The academic standard for English has set limits on self-expression for students who may speak differently, so should it be altered to promote diversity and equity?

Language is one of the most important tools we have as students. Without it, we would not be able to share experiences, collaborate, advocate or express ourselves. While there are “correct” ways to use our language within academia, there are considerations with the idea of making academic writing more lenient. Leniency in academic writing promotes individuals’ identity, culture, and style, which creates a ripple effect of more genuine speech and writing.  

That is why the Writing and Media Center has been making efforts to acknowledge and inform students about self-expression through their Speaker Series: Language and Communication Justice during the 2021-22 school year. The Writing and Media Center’s goal is to encourage students to write genuinely by encouraging the use of their own writing styles.

According to Lucia Suarez, the director of U.S. Latino/a Studies at Iowa State University, the academic standard is meant to prepare students to communicate effectively beyond graduation, not suppress an individual’s cultural identity that could be seen through communication. However, with our current academic standard, writing has always been bound by proper punctuation, spelling and proper English containing unnecessary embellishments that can take away from genuine expression. 

Jordan Brooks, the director of Diversity, Equity and Inclusion and director of Multicultural Student Success, shared his thoughts on genuine expression, saying that professionalism and our academic standard are damaging students’ ability to express themselves effectively and on a deep, personal level.

This comes in the form of code-switching. By definition, it is the practice of altering between two or more languages or varieties of language within conversation, which can severely impact authentic expression if it becomes a habit. Often people may find themselves searching for the “right way to write, speak or act,” Brooks said. Many minorities may feel the need to speak a certain way to get a job or interact in a different way to express themselves to someone they do not know on a personal level. Brooks believes this is dangerous because it affects the authenticity of one’s speech and decreases the value of the interaction. 

“Code-switching being authentic is a process,” Brooks said. “There’s no one right way to be authentic.”

But if code-switching is used improperly, one could find themselves stuck in a way of communicating that is not true to oneself.

Instead, Brooks urges people to code-match rather than code-switch. Code-matching would allow individuals to have deeper, more meaningful conversations, especially when it comes to discussions over culture, and allows for a more empathetic conversation. It is the equivalent of matching someone’s energy, but you do not sacrifice your true self.

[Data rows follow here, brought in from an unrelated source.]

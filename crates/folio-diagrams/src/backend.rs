//! Rendering backends.

use std::time::Duration;

use crate::command::RendererCommand;
use crate::consts::DEFAULT_TIMEOUT;
use crate::{RenderError, RenderJob};

/// Turns a [`RenderJob`] into SVG text.
pub trait DiagramBackend {
    /// Render one diagram.
    ///
    /// # Errors
    ///
    /// Returns [`RenderError`] if the diagram could not be rendered.
    fn render(&self, job: &RenderJob) -> Result<String, RenderError>;
}

/// Backend that runs the Mermaid CLI once per diagram.
#[derive(Debug, Clone)]
pub struct MermaidCli {
    command: RendererCommand,
    timeout: Duration,
}

impl MermaidCli {
    #[must_use]
    pub fn new(command: RendererCommand) -> Self {
        Self {
            command,
            timeout: DEFAULT_TIMEOUT,
        }
    }

    /// Set the per-diagram timeout (default: 60 seconds).
    #[must_use]
    pub fn timeout(mut self, timeout: Duration) -> Self {
        self.timeout = timeout;
        self
    }
}

impl DiagramBackend for MermaidCli {
    fn render(&self, job: &RenderJob) -> Result<String, RenderError> {
        job.run(&self.command, self.timeout)
    }
}
//! HTML page template.
//!
//! Pages are complete HTML5 documents with the Medium-like style sheet
//! embedded, so a single exported file renders the same anywhere.

use std::fmt::Write;

use html_escape::encode_text;

/// Style sheet embedded in every page.
const MEDIUM_CSS: &str = r#"    body {
      font-family: -apple-system, BlinkMacSystemFont, "Segoe UI", Roboto, Oxygen, Ubuntu, Cantarell, "Open Sans", "Helvetica Neue", sans-serif;
      max-width: 700px;
      margin: 0 auto;
      padding: 2rem;
      line-height: 1.7;
      color: rgba(41, 41, 41, 1);
    }

    /* Medium-like styling */
    .graf--h1 {
      font-size: 2.5rem;
      line-height: 1.2;
      margin: 2rem 0 1rem;
      font-weight: 700;
      letter-spacing: -0.02em;
    }

    .graf--h2 {
      font-size: 2rem;
      line-height: 1.25;
      margin: 1.8rem 0 0.8rem;
      font-weight: 600;
      letter-spacing: -0.015em;
    }

    .graf--h3 {
      font-size: 1.5rem;
      line-height: 1.3;
      margin: 1.5rem 0 0.6rem;
      font-weight: 600;
    }

    .graf--h4 {
      font-size: 1.25rem;
      line-height: 1.4;
      margin: 1.2rem 0 0.5rem;
      font-weight: 600;
    }

    .graf--p {
      font-size: 1.1rem;
      line-height: 1.7;
      margin: 1.5rem 0;
      color: rgba(41, 41, 41, 1);
    }

    .graf--blockquote {
      border-left: 4px solid rgba(0, 0, 0, 0.68);
      padding-left: 1.5rem;
      margin: 2rem 0;
      color: rgba(41, 41, 41, 0.8);
      font-style: italic;
      font-size: 1.2rem;
    }

    .graf--pre {
      background: #f8f8f8;
      padding: 1.5rem;
      border-radius: 4px;
      overflow: auto;
      margin: 1.5rem 0;
      border: 1px solid #e6e6e6;
    }

    .markup--code {
      background: rgba(0, 0, 0, 0.05);
      padding: 0.2rem 0.4rem;
      border-radius: 3px;
      font-family: Menlo, Monaco, "Courier New", monospace;
      font-size: 0.9em;
    }

    .markup--pre-code {
      background: transparent;
      padding: 0;
      font-family: Menlo, Monaco, "Courier New", monospace;
      font-size: 0.9rem;
      line-height: 1.5;
    }

    .graf--image {
      max-width: 100%;
      height: auto;
      margin: 2rem 0;
      border-radius: 4px;
      display: block;
    }

    .postList {
      padding-left: 2rem;
      margin: 1.5rem 0;
    }

    .graf--li {
      font-size: 1.1rem;
      line-height: 1.7;
      margin: 0.5rem 0;
    }

    .markup--strong {
      font-weight: 700;
    }

    .markup--em {
      font-style: italic;
    }

    .markup--anchor {
      color: inherit;
      text-decoration: underline;
      text-decoration-color: rgba(0, 0, 0, 0.68);
    }

    .markup--anchor:hover {
      text-decoration-color: rgba(0, 0, 0, 1);
    }

    /* Table styling */
    table {
      border-collapse: collapse;
      width: 100%;
      margin: 2rem 0;
      font-size: 1rem;
    }

    th, td {
      border: 1px solid #ddd;
      padding: 12px;
      text-align: left;
    }

    th {
      background-color: #f8f8f8;
      font-weight: 600;
    }

    tr:nth-child(even) {
      background-color: #f9f9f9;
    }

    /* Code blocks */
    pre code {
      display: block;
      padding: 0;
    }
"#;

/// Render a complete page around a sanitized body fragment.
///
/// The title is escaped; `body_html` is inserted as-is.
#[must_use]
pub fn render_page(title: &str, body_html: &str) -> String {
    let mut html = String::with_capacity(MEDIUM_CSS.len() + body_html.len() + 512);

    html.push_str("<!DOCTYPE html>\n<html lang=\"en\">\n<head>\n");
    html.push_str("  <meta charset=\"UTF-8\">\n");
    html.push_str(
        "  <meta name=\"viewport\" content=\"width=device-width, initial-scale=1.0\">\n",
    );
    writeln!(html, "  <title>{}</title>", encode_text(title)).unwrap();
    html.push_str("  <style>\n");
    html.push_str(MEDIUM_CSS);
    html.push_str("  </style>\n</head>\n<body>\n  ");
    html.push_str(body_html);
    html.push_str("\n</body>\n</html>");

    html
}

Suarez agrees with this notion, saying that language needs to be matched based on the setting you find yourself in.

“As a teacher, I’m going to give you the tools to have both. I’m not going to deny you one when you’re in the classroom in a university setting. [But] we need to teach you the academic or the more ‘correct’ language,” Suarez said, for students to use in their professional careers. 

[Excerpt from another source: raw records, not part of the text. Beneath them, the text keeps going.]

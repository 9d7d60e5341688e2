//! Mermaid diagram rendering for Folio.
//!
//! Diagrams are rendered by the Mermaid CLI (`mmdc`), one process per
//! diagram, each in its own temporary workspace. Rendered SVG either
//! replaces the fenced block inline as a data URI or is written next to the
//! page and linked with pan/zoom attributes.
//!
//! # Example
//!
//! ```ignore
//! use folio_diagrams::{
//!     DiagramRenderer, MermaidCli, RendererCommand, RendererLocator, SubstitutionPolicy,
//! };
//!
//! let command = RendererCommand::resolve(&RendererLocator::default());
//! let renderer = DiagramRenderer::new(MermaidCli::new(command));
//! let outcome = renderer.process(body, path, &SubstitutionPolicy::Inline)?;
//! for failure in &outcome.failures {
//!     eprintln!("diagram {} kept as source: {}", failure.ordinal + 1, failure.message);
//! }
//! ```

mod backend;
mod blocks;
mod command;
pub mod consts;
mod error;
mod job;
mod prerender;
mod processor;
mod svg;

pub use backend::{DiagramBackend, MermaidCli};
pub use blocks::{DiagramBlock, scan_blocks};
pub use command::{RendererCommand, RendererLocator};
pub use error::{DiagramError, RenderError};
pub use job::RenderJob;
pub use prerender::{PrerenderReport, prerender_file};
pub use processor::{
    DiagramFailure, DiagramOutcome, DiagramRenderer, FailurePolicy, RenderedDiagram,
    SubstitutionPolicy,
};
pub use svg::pad_view_box;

While this may be seen as contradictory to genuine expression, according to Suarez, language is alive. There is no proper way to write, but there are styles that are more common in the workplace so that work is done in the most efficient manner. On the other hand, Brooks believes expression should be wholly your own as it will draw people closer to you—even in the workplace.

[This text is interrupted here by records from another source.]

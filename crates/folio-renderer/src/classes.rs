//! Class attributes for rendered elements.

use std::collections::HashMap;

/// Elements that can carry a class from the table.
#[derive(Debug, Clone, Copy, PartialEq, Eq, Hash)]
pub enum Element {
    H1,
    H2,
    H3,
    H4,
    H5,
    H6,
    Paragraph,
    Blockquote,
    Pre,
    /// Both inline code spans and the `<code>` inside code blocks.
    Code,
    UnorderedList,
    OrderedList,
    ListItem,
    Strong,
    Emphasis,
    Anchor,
    Image,
}

impl Element {
    /// Heading element for a level (1-6).
    #[must_use]
    pub fn heading(level: u8) -> Self {
        match level {
            1 => Self::H1,
            2 => Self::H2,
            3 => Self::H3,
            4 => Self::H4,
            5 => Self::H5,
            _ => Self::H6,
        }
    }

    /// Element for an HTML tag name, if the table can class it.
    #[must_use]
    pub fn from_tag(name: &str) -> Option<Self> {
        let element = match name {
            "h1" => Self::H1,
            "h2" => Self::H2,
            "h3" => Self::H3,
            "h4" => Self::H4,
            "h5" => Self::H5,
            "h6" => Self::H6,
            "p" => Self::Paragraph,
            "blockquote" => Self::Blockquote,
            "pre" => Self::Pre,
            "code" => Self::Code,
            "ul" => Self::UnorderedList,
            "ol" => Self::OrderedList,
            "li" => Self::ListItem,
            "strong" => Self::Strong,
            "em" => Self::Emphasis,
            "a" => Self::Anchor,
            "img" => Self::Image,
            _ => return None,
        };
        Some(element)
    }
}

/// Maps elements to the class attribute written on their opening tag.
///
/// Elements without an entry are written without a class.
#[derive(Debug, Clone, Default)]
pub struct ClassTable {
    classes: HashMap<Element, String>,
}

impl ClassTable {
    /// Table without any classes.
    #[must_use]
    pub fn empty() -> Self {
        Self::default()
    }

    /// Medium's post markup classes.
    #[must_use]
    pub fn medium() -> Self {
        Self::empty()
            .with(Element::H1, "graf graf--h1")
            .with(Element::H2, "graf graf--h2")
            .with(Element::H3, "graf graf--h3")
            .with(Element::H4, "graf graf--h4")
            .with(Element::Paragraph, "graf graf--p")
            .with(Element::Blockquote, "graf graf--blockquote graf--pullquote")
            .with(Element::Pre, "graf graf--pre")
            .with(Element::Code, "markup--code markup--pre-code")
            .with(Element::UnorderedList, "postList graf graf--ul")
            .with(Element::OrderedList, "postList graf graf--ol")
            .with(Element::ListItem, "graf graf--li")
            .with(Element::Strong, "markup--strong markup--p-strong")
            .with(Element::Emphasis, "markup--em markup--p-em")
            .with(Element::Anchor, "markup--anchor markup--p-anchor")
            .with(Element::Image, "graf graf--image")
    }

    /// Set the class for an element.
    #[must_use]
    pub fn with(mut self, element: Element, class: impl Into<String>) -> Self {
        self.classes.insert(element, class.into());
        self
    }

    #[must_use]
    pub fn get(&self, element: Element) -> Option<&str> {
        self.classes.get(&element).map(String::as_str)
    }
}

Not only can cultural identity and expression be stifled by having to write a certain way, but professionalism can also restrict the physical expression of yourself. Brooks discussed how he used to have dreadlocks which were meaningful and spiritual. The dreadlocks became part of his identity and another way to express himself to the world. Unfortunately, he got rid of them because they contradicted professionalism. Maybe the standard in the professional world should allow cultural expression in this way so that people feel more at ease with themselves because they do not have to conform to any rules.

Verbally, Brooks and Suarez agree that everyone should talk the way they normally do when conversing with others. Vernacular should be embraced when conversing with others because it reveals a lot about someone’s background. Brooks shared his take on cultural identity and how one’s language defines their culture. 

“Language is a powerful tool,” Brooks said.

Language can be used to advocate for one’s beliefs and share personal experiences with one another on deep levels. That is why when people often try to oppress minorities, speech is the first freedom that is trying to be taken from them. Brooks also mentioned that authentic expression is not limited to speech and writing.

“[Expression] has to do with your body language, word choice and being true to who you are,” Brooks said.

Being completely true in who you are and what you are shows your personality and leads to more meaningful discussions about culture. In turn, this will also make others who you speak with feel more comfortable with sharing their own stories and cultural backgrounds.

The academic standard in English allowing different writing styles could help students express themselves in meaningful ways rather than being defined by one form of it. More diverse expression and communication will differentiate people from one another and reveal a newfound uniqueness in people where we otherwise wouldn’t. 

The student body at Iowa State is diverse, so the academic standard for English should allow all forms of writing and expression to be acknowledged. Etymology is not static but rather dynamic, and the standard should follow.